Everything you need to know about the monkeypox vaccines

Sørensen said Bavarian Nordic contracted to develop a safer smallpox vaccine for the United States in the early 2000s, amid concerns that smallpox could be used as a weapon of terrorism. biology against the country, Sørensen said. The company has been manufacturing and storing Jynneos for the country in the years since.

Sørensen denied there had been any bottlenecks in vaccine delivery so far. He said on July 28 that the company has responded to every request it has received since the start of the outbreak – including requests from every affected country.

“We have not seen any requests beyond our current capacity to date,” says Sørensen. “We’ve heard from many sources that there’s a limitation, but we think it’s actually a ghost.”

Sørensen says the ability to deliver these doses largely depends on luck. “When the outbreak broke out, we did… truly random, the equivalent of 2 million large doses of our vaccine. [in addition to that owned by the US], and it was turned into a jar right away,” he said. “And that’s what we started selling.”

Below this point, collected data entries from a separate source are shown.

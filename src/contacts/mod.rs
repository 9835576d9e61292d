//! Contact-form web service.
//!
//! A small HTTP API that stores name/email pairs in SQLite:
//!
//! - `POST /aggiungi` with `{"nome": ..., "email": ...}` stores a contact and
//!   answers `{"status": "successo"}` (or `"errore"` if storage fails)
//! - `GET /lista` returns every stored contact as `[{id, nome, email}]`
//! - `GET /` serves `static/index.html`; `/static/*` serves the directory
//!
//! The table is created on startup. Because the database may not be ready
//! when the service starts, opening it is retried a bounded number of times.

mod routes;
mod store;

pub use routes::{AppState, StatusResponse, router};
pub use store::{Contact, ContactError, ContactStore, NewContact, RetryPolicy, connect_with_retry};

use std::path::PathBuf;

/// Default SQLite file when `CONTACTS_DB` is unset.
pub const DEFAULT_DB_PATH: &str = "contatti.db";
/// Default listen address when `BIND_ADDR` is unset.
pub const DEFAULT_BIND_ADDR: &str = "0.0.0.0:8000";
/// Default directory for the page and its assets.
pub const DEFAULT_STATIC_DIR: &str = "static";

/// Settings read from the environment.
#[derive(Debug, Clone, PartialEq, Eq)]
pub struct ServerConfig {
    pub db_path: PathBuf,
    pub bind_addr: String,
    pub static_dir: PathBuf,
}

impl ServerConfig {
    /// Reads `CONTACTS_DB`, `BIND_ADDR` and `STATIC_DIR`, with defaults.
    pub fn from_env() -> Self {
        Self::from_lookup(|key| std::env::var(key).ok())
    }

    fn from_lookup(lookup: impl Fn(&str) -> Option<String>) -> Self {
        Self {
            db_path: lookup("CONTACTS_DB")
                .map(PathBuf::from)
                .unwrap_or_else(|| PathBuf::from(DEFAULT_DB_PATH)),
            bind_addr: lookup("BIND_ADDR").unwrap_or_else(|| DEFAULT_BIND_ADDR.to_string()),
            static_dir: lookup("STATIC_DIR")
                .map(PathBuf::from)
                .unwrap_or_else(|| PathBuf::from(DEFAULT_STATIC_DIR)),
        }
    }
}
impl BBox {
    pub const fn new(x0: f32, y0: f32, x1: f32, y1: f32) -> Self {
        Self { x0, y0, x1, y1 }
    }

    pub fn width(&self) -> f32 {
        self.x1 - self.x0
    }

    pub fn height(&self) -> f32 {
        self.y1 - self.y0
    }

    pub fn center(&self) -> (f32, f32) {
        ((self.x0 + self.x1) / 2.0, (self.y0 + self.y1) / 2.0)
    }

    /// `true` if `other` lies fully inside `self` (edges inclusive on all four sides).
    pub fn contains(&self, other: &BBox) -> bool {
        other.x0 >= self.x0 && other.x1 <= self.x1 && other.y0 >= self.y0 && other.y1 <= self.y1
    }

    pub fn contains_point(&self, x: f32, y: f32) -> bool {
        x >= self.x0 && x <= self.x1 && y >= self.y0 && y <= self.y1
    }

    /// Finite coordinates with non-negative width and height.
    pub fn is_valid(&self) -> bool {
        [self.x0, self.y0, self.x1, self.y1]
            .iter()
            .all(|v| v.is_finite())
            && self.x1 >= self.x0
            && self.y1 >= self.y0
    }
}

impl From<[f32; 4]> for BBox {
    fn from(v: [f32; 4]) -> Self {
        BBox::new(v[0], v[1], v[2], v[3])
    }
}

impl From<BBox> for [f32; 4] {
    fn from(b: BBox) -> Self {
        [b.x0, b.y0, b.x1, b.y1]
    }
}

// ── Pages ────────────────────────────────────────────────────────────────

/// One rasterised page.
///
/// The image sits behind an `Arc` so OCR workers can hold a page without
/// copying pixels.
#[derive(Clone)]
pub struct Page {
    /// 1-based ordinal within the document.
    pub index: usize,
    pub image: Arc<DynamicImage>,
    pub width: u32,
    pub height: u32,
}

impl Page {
    pub fn new(index: usize, image: DynamicImage) -> Self {
        let (width, height) = (image.width(), image.height());
        Self {
            index,
            image: Arc::new(image),
            width,
            height,
        }
    }
}

impl fmt::Debug for Page {
    fn fmt(&self, f: &mut fmt::Formatter<'_>) -> fmt::Result {
        f.debug_struct("Page")
            .field("index", &self.index)
            .field("width", &self.width)
            .field("height", &self.height)
            .finish()
    }
}

// ── Layout ───────────────────────────────────────────────────────────────

/// Content type of a layout region.
#[derive(Debug, Clone, Copy, PartialEq, Eq, Hash, Serialize, Deserialize)]
pub enum LayoutLabel {
    Table,
    Text,
    Figure,
    Other,
}

impl LayoutLabel {
    /// Map a model's free-form label onto the four classes the stitcher cares about.
    pub fn from_model_label(label: &str) -> Self {
        match label.trim().to_ascii_lowercase().replace(['_', ' '], "-").as_str() {
            "table" | "table-of-contents" => LayoutLabel::Table,
            "text" | "paragraph" | "title" | "section-header" | "list-item" | "caption"
            | "footnote" | "page-header" | "page-footer" | "formula" => LayoutLabel::Text,
            "figure" | "picture" | "image" | "chart" => LayoutLabel::Figure,
            _ => LayoutLabel::Other,
        }
    }
}

/// A labelled area of one page.
#[derive(Debug, Clone, PartialEq, Serialize, Deserialize)]
pub struct LayoutRegion {
    pub page: usize,
    pub label: LayoutLabel,
    pub bbox: BBox,
}

/// Layout regions of one page.
#[derive(Debug, Clone, Default, PartialEq, Serialize, Deserialize)]
pub struct PageLayout {
    pub page: usize,
    pub regions: Vec<LayoutRegion>,
}

// ── Tables ───────────────────────────────────────────────────────────────

/// One grid cell of a detected table.
#[derive(Debug, Clone, PartialEq, Serialize, Deserialize)]
pub struct Cell {
    pub row_id: u32,
    pub col_id: u32,
    pub bbox: BBox,
    #[serde(default)]
    pub is_header: bool,
    /// Recognised text; empty until OCR or refinement fills it.
    #[serde(default)]
    pub text: String,
}

/// A table-like structure detected on a single page, before cross-page merging.
#[derive(Debug, Clone, PartialEq, Serialize, Deserialize)]
pub struct TableFragment {
    pub page: usize,
    pub bbox: BBox,
    pub cells: Vec<Cell>,
}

“Right now there’s only “very little” of that dose left, but the company has “scaled up production,” he added.

Are vaccine reserves shared?

Hope. In addition to the large number of vaccines stored by the Bavarian Nordic, the US Strategic National Stockpile, a stockpile of medicines and emergency medical supplies, includes millions of doses of ACAM2000 and thousands of doses of Jynneos.

Many countries are believed to have stockpiles of smallpox vaccine. “I don’t think people really know which countries have stockpiles and how many vaccines, but it’s not just the US,” Heymann said.

WHO has called on countries with vaccines to share doses with those that do not have vaccines. Some scientists have shown that monkeypox vaccine not yet made available to African countries where the virus is circulating.

“I think we all have to be concerned about equitable access to vaccines,” said Heymann. But he emphasized the fact that these vaccines were developed for stockpiling from the ground up. “They are sold to countries for stockpiling in case smallpox will be used as a weapon of bioterrorism,” he said.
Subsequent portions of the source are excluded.